[Dataset entries]
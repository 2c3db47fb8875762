//! PDF object parser.
//!
//! Recursive descent over lexer tokens. Composite objects recurse with a
//! depth counter so hostile nesting cannot exhaust the stack.

use super::lexer::{token, Token};
use super::object::{Dictionary, Object, ObjectRef};
use crate::error::{Error, Result};
use nom::IResult;

/// Nesting depth used by [`parse_object`].
pub const DEFAULT_MAX_NESTING: usize = 100;

/// Decode escape sequences in a literal string body.
///
/// ```
/// # use sign_oxide::pdf::parser::decode_literal_string_escapes;
/// assert_eq!(decode_literal_string_escapes(b"Section \\247 1"), b"Section \xa7 1");
/// assert_eq!(decode_literal_string_escapes(b"a\\(b\\)"), b"a(b)");
/// ```
pub fn decode_literal_string_escapes(raw: &[u8]) -> Vec<u8> {
    let mut result = Vec::with_capacity(raw.len());
    let mut i = 0;

    while i < raw.len() {
        if raw[i] != b'\\' || i + 1 >= raw.len() {
            result.push(raw[i]);
            i += 1;
            continue;
        }
        let escaped = raw[i + 1];
        i += 2;
        match escaped {
            b'n' => result.push(b'\n'),
            b'r' => result.push(b'\r'),
            b't' => result.push(b'\t'),
            b'b' => result.push(8),
            b'f' => result.push(12),
            b'(' | b')' | b'\\' => result.push(escaped),
            // Line continuation
            b'\n' => {},
            b'\r' => {
                if raw.get(i) == Some(&b'\n') {
                    i += 1;
                }
            },
            b'0'..=b'7' => {
                let mut octal = u32::from(escaped - b'0');
                for _ in 0..2 {
                    match raw.get(i) {
                        Some(d @ b'0'..=b'7') => {
                            octal = octal * 8 + u32::from(d - b'0');
                            i += 1;
                        },
                        _ => break,
                    }
                }
                result.push((octal & 0xFF) as u8);
            },
            // Unknown escape: the backslash is dropped
            other => result.push(other),
        }
    }

    result
}

/// Decode a hex string body, ignoring whitespace and padding an odd digit with 0.
pub fn decode_hex(hex_bytes: &[u8]) -> Result<Vec<u8>> {
    let digits: Vec<u8> = hex_bytes
        .iter()
        .copied()
        .filter(|c| !c.is_ascii_whitespace())
        .collect();

    digits
        .chunks(2)
        .map(|pair| {
            let hi = hex_value(pair[0])?;
            let lo = match pair.get(1) {
                Some(&c) => hex_value(c)?,
                None => 0,
            };
            Ok((hi << 4) | lo)
        })
        .collect()
}

fn hex_value(c: u8) -> Result<u8> {
    match c {
        b'0'..=b'9' => Ok(c - b'0'),
        b'a'..=b'f' => Ok(c - b'a' + 10),
        b'A'..=b'F' => Ok(c - b'A' + 10),
        _ => Err(Error::Decode(format!("invalid hex digit 0x{:02X}", c))),
    }
}

fn fail(input: &[u8], kind: nom::error::ErrorKind) -> nom::Err<nom::error::Error<&[u8]>> {
    nom::Err::Error(nom::error::Error::new(input, kind))
}

/// Unrecoverable parse error.
fn failure(input: &[u8], kind: nom::error::ErrorKind) -> nom::Err<nom::error::Error<&[u8]>> {
    nom::Err::Failure(nom::error::Error::new(input, kind))
}

/// Parse one direct object.
pub fn parse_object(input: &[u8]) -> IResult<&[u8], Object> {
    parse_object_nested(input, DEFAULT_MAX_NESTING)
}

/// Parse one direct object, refusing to nest deeper than `depth` levels.
pub fn parse_object_nested(input: &[u8], depth: usize) -> IResult<&[u8], Object> {
    let (input, tok) = token(input)?;

    match tok {
        Token::Null => Ok((input, Object::Null)),
        Token::True => Ok((input, Object::Boolean(true))),
        Token::False => Ok((input, Object::Boolean(false))),
        Token::Integer(i) => {
            // "N G R" is a reference; anything else leaves the integer alone
            if let Ok((after_gen, Token::Integer(gen))) = token(input) {
                if let Ok((after_r, Token::R)) = token(after_gen) {
                    if let (Ok(id), Ok(gen)) = (u32::try_from(i), u16::try_from(gen)) {
                        return Ok((after_r, Object::Reference(ObjectRef::new(id, gen))));
                    }
                }
            }
            Ok((input, Object::Integer(i)))
        },
        Token::Real(r) => Ok((input, Object::Real(r))),
        Token::LiteralString(raw) => {
            Ok((input, Object::String(decode_literal_string_escapes(raw))))
        },
        Token::HexString(raw) => decode_hex(raw)
            .map(|bytes| (input, Object::String(bytes)))
            .map_err(|_| failure(input, nom::error::ErrorKind::HexDigit)),
        Token::Name(name) => Ok((input, Object::Name(name))),
        Token::ArrayStart => {
            let depth = depth
                .checked_sub(1)
                .ok_or_else(|| failure(input, nom::error::ErrorKind::TooLarge))?;
            parse_array(input, depth)
        },
        Token::DictStart => {
            let depth = depth
                .checked_sub(1)
                .ok_or_else(|| failure(input, nom::error::ErrorKind::TooLarge))?;
            let (remaining, dict) = parse_dictionary(input, depth)?;
            if let Ok((stream_input, Token::StreamStart)) = token(remaining) {
                let (rest, data) = parse_stream_data(stream_input, &dict)?;
                return Ok((
                    rest,
                    Object::Stream {
                        dict,
                        data: bytes::Bytes::from(data),
                    },
                ));
            }
            Ok((remaining, Object::Dictionary(dict)))
        },
        _ => Err(fail(input, nom::error::ErrorKind::Tag)),
    }
}

fn parse_array(mut input: &[u8], depth: usize) -> IResult<&[u8], Object> {
    let mut items = Vec::new();
    loop {
        if let Ok((rest, Token::ArrayEnd)) = token(input) {
            return Ok((rest, Object::Array(items)));
        }
        let (rest, obj) = parse_object_nested(input, depth)?;
        items.push(obj);
        input = rest;
    }
}

fn parse_dictionary(mut input: &[u8], depth: usize) -> IResult<&[u8], Dictionary> {
    let mut dict = Dictionary::new();
    loop {
        let (rest, tok) = token(input)?;
        match tok {
            Token::DictEnd => return Ok((rest, dict)),
            Token::Name(key) => {
                let (rest, value) = parse_object_nested(rest, depth)?;
                dict.insert(key, value);
                input = rest;
            },
            _ => return Err(fail(input, nom::error::ErrorKind::Tag)),
        }
    }
}

/// Read the data of a stream following the `stream` keyword.
///
/// Uses a direct `/Length` when `endstream` follows it; otherwise scans for
/// `endstream`, which also covers `/Length` given as an indirect reference.
fn parse_stream_data<'a>(input: &'a [u8], dict: &Dictionary) -> IResult<&'a [u8], Vec<u8>> {
    let input = if input.starts_with(b"\r\n") {
        &input[2..]
    } else if input.starts_with(b"\n") || input.starts_with(b"\r") {
        &input[1..]
    } else {
        log::warn!("No EOL after stream keyword");
        input
    };

    if let Some(length) = dict.get("Length").and_then(Object::as_integer) {
        if let Ok(length) = usize::try_from(length) {
            if length <= input.len() {
                if let Ok((rest, Token::StreamEnd)) = token(&input[length..]) {
                    return Ok((rest, input[..length].to_vec()));
                }
            }
        }
        log::debug!("Stream /Length {} does not land on endstream, scanning", length);
    }

    let pos = find_endstream(input).ok_or_else(|| fail(input, nom::error::ErrorKind::Eof))?;
    let mut data = &input[..pos];
    // The EOL before endstream is not part of the data
    if data.ends_with(b"\r\n") {
        data = &data[..data.len() - 2];
    } else if data.ends_with(b"\n") || data.ends_with(b"\r") {
        data = &data[..data.len() - 1];
    }
    Ok((&input[pos + b"endstream".len()..], data.to_vec()))
}

fn find_endstream(input: &[u8]) -> Option<usize> {
    let keyword = b"endstream";
    input.windows(keyword.len()).position(|window| window == keyword)
}

/// Parse `N G obj <object> endobj` and return the object's reference and body.
pub fn parse_indirect_object(
    input: &[u8],
    max_nesting: usize,
) -> IResult<&[u8], (ObjectRef, Object)> {
    let (input, id) = match token(input)? {
        (rest, Token::Integer(id)) => (rest, id),
        _ => return Err(fail(input, nom::error::ErrorKind::Digit)),
    };
    let (input, gen) = match token(input)? {
        (rest, Token::Integer(gen)) => (rest, gen),
        _ => return Err(fail(input, nom::error::ErrorKind::Digit)),
    };
    let (input, _) = match token(input)? {
        (rest, Token::ObjStart) => (rest, ()),
        _ => return Err(fail(input, nom::error::ErrorKind::Tag)),
    };
    let (input, obj) = parse_object_nested(input, max_nesting)?;
    // A missing endobj is tolerated
    let input = match token(input) {
        Ok((rest, Token::ObjEnd)) => rest,
        _ => input,
    };
    let id = u32::try_from(id).map_err(|_| fail(input, nom::error::ErrorKind::Digit))?;
    let gen = u16::try_from(gen).map_err(|_| fail(input, nom::error::ErrorKind::Digit))?;
    Ok((input, (ObjectRef::new(id, gen), obj)))
}

/// Convert a nom failure at some position within `whole` into a crate error.
pub(crate) fn to_parse_error(
    whole: &[u8],
    base: usize,
    err: nom::Err<nom::error::Error<&[u8]>>,
) -> Error {
    match err {
        nom::Err::Incomplete(_) => Error::ParseError {
            offset: base + whole.len(),
            reason: "unexpected end of input".to_string(),
        },
        nom::Err::Error(e) | nom::Err::Failure(e) => {
            if e.code == nom::error::ErrorKind::TooLarge {
                return Error::RecursionLimitExceeded(DEFAULT_MAX_NESTING as u32);
            }
            Error::ParseError {
                offset: base + whole.len().saturating_sub(e.input.len()),
                reason: format!("{:?}", e.code),
            }
        },
    }
}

*Problem to solve*
Only the lines above starting at the one containing "endobj is tolerated" and ending at the one containing "let id = u32::try_from(id).map_err(|_|", both included, are to be returned, exactly as they read.

*Task response*
    // A missing endobj is tolerated
    let input = match token(input) {
        Ok((rest, Token::ObjEnd)) => rest,
        _ => input,
    };
    let id = u32::try_from(id).map_err(|_| fail(input, nom::error::ErrorKind::Digit))?;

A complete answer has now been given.